First, don’t shame your child for being curious. Human beings — even tiny, young ones — are hardwired to notice incongruities. It’s a survival instinct.

Second, pretend you’re not embarrassed by what your child said or asked. You might be reeling on the inside, but on the outside you should be smiling (if appropriate) at your curious kiddo.

Third, address the question or comment your child expressed. Use your regular, conversational tone, just like you would if it was any other question that had been asked. “There’s nothing wrong with that boy, sweetie, he just looks different,” is a favorite of mine. You could also say, “People come in different shapes and sizes. It’s what makes our world so wonderful,” or “Yes, he does look like a baby, but he’s not,” or “Thank you for noticing. He does look different but I bet he’s a wonderful boy just like you” — something like that.

And that’s it.

Disabled or simply different-looking, this strategy works for every single one of the myriad differences your child will see: Fat, tall, short, tattooed, pierced, purple hair, crutches, wheelchair, one legged, you name it.

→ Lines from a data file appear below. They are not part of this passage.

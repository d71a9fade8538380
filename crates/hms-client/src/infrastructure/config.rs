//! TOML-based configuration for the client.
//!
//! Same rules as the server: the file is optional, a missing field takes its
//! default, and command-line flags override the file.
//!
//! ```toml
//! [server]
//! host = "hotel.example.lan"
//! port = 8081
//!
//! [requests]
//! timeout_ms = 5000
//! callback_ttl_secs = 60
//! ```

use std::path::{Path, PathBuf};
use std::time::Duration;

use hms_core::transport::{KeepaliveConfig, SessionLimits};
use serde::{Deserialize, Serialize};
use thiserror::Error;

/// Error type for configuration file operations.
#[derive(Debug, Error)]
pub enum ConfigError {
    #[error("I/O error accessing config at {path}: {source}")]
    Io {
        path: PathBuf,
        #[source]
        source: std::io::Error,
    },

    #[error("failed to parse config TOML: {0}")]
    Parse(#[from] toml::de::Error),
}

// ── Config schema types ───────────────────────────────────────────────────────

/// Top-level client configuration.
#[derive(Debug, Clone, Default, Serialize, Deserialize, PartialEq)]
pub struct ClientConfig {
    #[serde(default)]
    pub server: ServerEndpoint,
    #[serde(default)]
    pub network: NetworkConfig,
    #[serde(default)]
    pub requests: RequestConfig,
    #[serde(default)]
    pub runtime: RuntimeConfig,
}

/// Where the server listens.
#[derive(Debug, Clone, Serialize, Deserialize, PartialEq)]
pub struct ServerEndpoint {
    /// Host name or IP address.  Also used as the TLS server name.
    #[serde(default = "default_host")]
    pub host: String,
    #[serde(default = "default_port")]
    pub port: u16,
}

#[derive(Debug, Clone, Serialize, Deserialize, PartialEq)]
pub struct NetworkConfig {
    /// Upper bound on TCP connect plus TLS handshake.
    #[serde(default = "default_connect_timeout_ms")]
    pub connect_timeout_ms: u64,
    #[serde(default = "default_keepalive_secs")]
    pub keepalive_idle_secs: u64,
    #[serde(default = "default_keepalive_secs")]
    pub keepalive_interval_secs: u64,
    /// Largest inbound frame payload in bytes.
    #[serde(default = "default_max_frame_len")]
    pub max_frame_len: u32,
    /// How long one outbound frame may take to write before the
    /// connection is dropped.
    #[serde(default = "default_write_timeout_ms")]
    pub write_timeout_ms: u64,
}

/// Request correlation settings.
#[derive(Debug, Clone, Serialize, Deserialize, PartialEq)]
pub struct RequestConfig {
    /// How long a synchronous request waits for its response.
    #[serde(default = "default_timeout_ms")]
    pub timeout_ms: u64,
    /// How long an unanswered asynchronous callback stays registered.
    #[serde(default = "default_callback_ttl_secs")]
    pub callback_ttl_secs: u64,
}

#[derive(Debug, Clone, Serialize, Deserialize, PartialEq)]
pub struct RuntimeConfig {
    /// Number of inbound dispatch workers.
    #[serde(default = "default_worker_threads")]
    pub worker_threads: usize,
}

// ── Default helpers ───────────────────────────────────────────────────────────

fn default_host() -> String {
    "127.0.0.1".to_string()
}
fn default_port() -> u16 {
    8081
}
fn default_connect_timeout_ms() -> u64 {
    5000
}
fn default_keepalive_secs() -> u64 {
    1
}
fn default_max_frame_len() -> u32 {
    hms_core::protocol::MAX_FRAME_LEN
}
fn default_write_timeout_ms() -> u64 {
    hms_core::transport::DEFAULT_WRITE_TIMEOUT.as_millis() as u64
}
fn default_timeout_ms() -> u64 {
    5000
}
fn default_callback_ttl_secs() -> u64 {
    hms_core::correlation::DEFAULT_CALLBACK_TTL.as_secs()
}
fn default_worker_threads() -> usize {
    2
}

impl Default for ServerEndpoint {
    fn default() -> Self {
        Self {
            host: default_host(),
            port: default_port(),
        }
    }
}

impl Default for NetworkConfig {
    fn default() -> Self {
        Self {
            connect_timeout_ms: default_connect_timeout_ms(),
            keepalive_idle_secs: default_keepalive_secs(),
            keepalive_interval_secs: default_keepalive_secs(),
            max_frame_len: default_max_frame_len(),
            write_timeout_ms: default_write_timeout_ms(),
        }
    }
}

impl Default for RequestConfig {
    fn default() -> Self {
        Self {
            timeout_ms: default_timeout_ms(),
            callback_ttl_secs: default_callback_ttl_secs(),
        }
    }
}

impl Default for RuntimeConfig {
    fn default() -> Self {
        Self {
            worker_threads: default_worker_threads(),
        }
    }
}

impl NetworkConfig {
    pub fn keepalive(&self) -> KeepaliveConfig {
        KeepaliveConfig {
            idle: Duration::from_secs(self.keepalive_idle_secs),
            interval: Duration::from_secs(self.keepalive_interval_secs),
        }
    }

    pub fn connect_timeout(&self) -> Duration {
        Duration::from_millis(self.connect_timeout_ms)
    }

    pub fn session_limits(&self) -> SessionLimits {
        SessionLimits {
            max_frame_len: self.max_frame_len,
            write_timeout: Duration::from_millis(self.write_timeout_ms),
        }
    }
}

impl RequestConfig {
    pub fn timeout(&self) -> Duration {
        Duration::from_millis(self.timeout_ms)
    }

    pub fn callback_ttl(&self) -> Duration {
        Duration::from_secs(self.callback_ttl_secs)
    }
}

// ── Config repository ─────────────────────────────────────────────────────────

/// Loads `ClientConfig` from `path`, returning the defaults if the file
/// does not exist.
///
/// # Errors
///
/// Returns [`ConfigError::Io`] for file-system errors other than "not found",
/// and [`ConfigError::Parse`] if the TOML is malformed.
pub fn load_config(path: &Path) -> Result<ClientConfig, ConfigError> {
    match std::fs::read_to_string(path) {
        Ok(content) => Ok(toml::from_str(&content)?),
        Err(e) if e.kind() == std::io::ErrorKind::NotFound => Ok(ClientConfig::default()),
        Err(source) => Err(ConfigError::Io {
            path: path.to_path_buf(),
            source,
        }),
    }
}
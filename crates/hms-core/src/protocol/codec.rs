//! Packet ⇄ frame payload codec.
//!
//! ```text
//! Packet ──to_json──▶ JSON text ──base64──▶ frame payload
//! frame payload ──base64⁻¹──▶ JSON text ──registry──▶ Packet
//! ```
//!
//! Base64 keeps the payload free of control bytes so it survives any
//! transport that might otherwise mangle them.

use base64::{engine::general_purpose::STANDARD, Engine as _};
use serde_json::Value;

use crate::protocol::packet::{Packet, PacketError};
use crate::protocol::registry::PacketRegistry;

/// Encodes a packet into a frame payload.
///
/// # Errors
///
/// Returns [`PacketError::Serialize`] if the packet cannot be serialized.
///
/// # Examples
///
/// ```rust
/// use hms_core::protocol::{decode_packet, encode_packet, LogoutPacket, Packet, PacketRegistry};
///
/// let packet = Packet::from(LogoutPacket::new());
/// let payload = encode_packet(&packet).unwrap();
/// let decoded = decode_packet(&payload, &PacketRegistry::standard()).unwrap();
/// assert_eq!(decoded, packet);
/// ```
pub fn encode_packet(packet: &Packet) -> Result<Vec<u8>, PacketError> {
    let json = packet.to_json()?;
    Ok(STANDARD.encode(json.to_string()).into_bytes())
}

/// Decodes a frame payload into a concrete packet.
///
/// An unregistered `type` tag is not an error: the result is
/// [`Packet::Unknown`].
///
/// # Errors
///
/// - [`PacketError::Base64`] if the payload is not Base64 text.
/// - [`PacketError::Json`] if the decoded bytes are not a JSON document.
/// - Any error from [`PacketRegistry::from_json`].
pub fn decode_packet(payload: &[u8], registry: &PacketRegistry) -> Result<Packet, PacketError> {
    let raw = STANDARD.decode(payload)?;
    let json: Value = serde_json::from_slice(&raw).map_err(PacketError::Json)?;
    registry.from_json(&json)
}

If you practice, it’ll become even easier. Here are some made-up examples:

“That man is really fat!” your daughter yells. So you look her in the eye, smile, and say, “Isn’t it wonderful that people come in all shapes and sizes?” Boom. Your daughter is validated and her curiosity is sated. And bonus: The man, who undoubtedly overheard the whole thing, may feel better about himself.

“What happened to that guy’s leg?” your son asks. You look him in the eye and say, “That’s a really good question. What do you think happened to his leg?” Your son launches into a long story about sunken treasure and stolen glory. Boom. Your son is validated and his curiosity is sated. And bonus: The man, who probably heard the whole thing, smiles, knowing that there’s at least one kid in the world who thinks he’s a gnarly pirate.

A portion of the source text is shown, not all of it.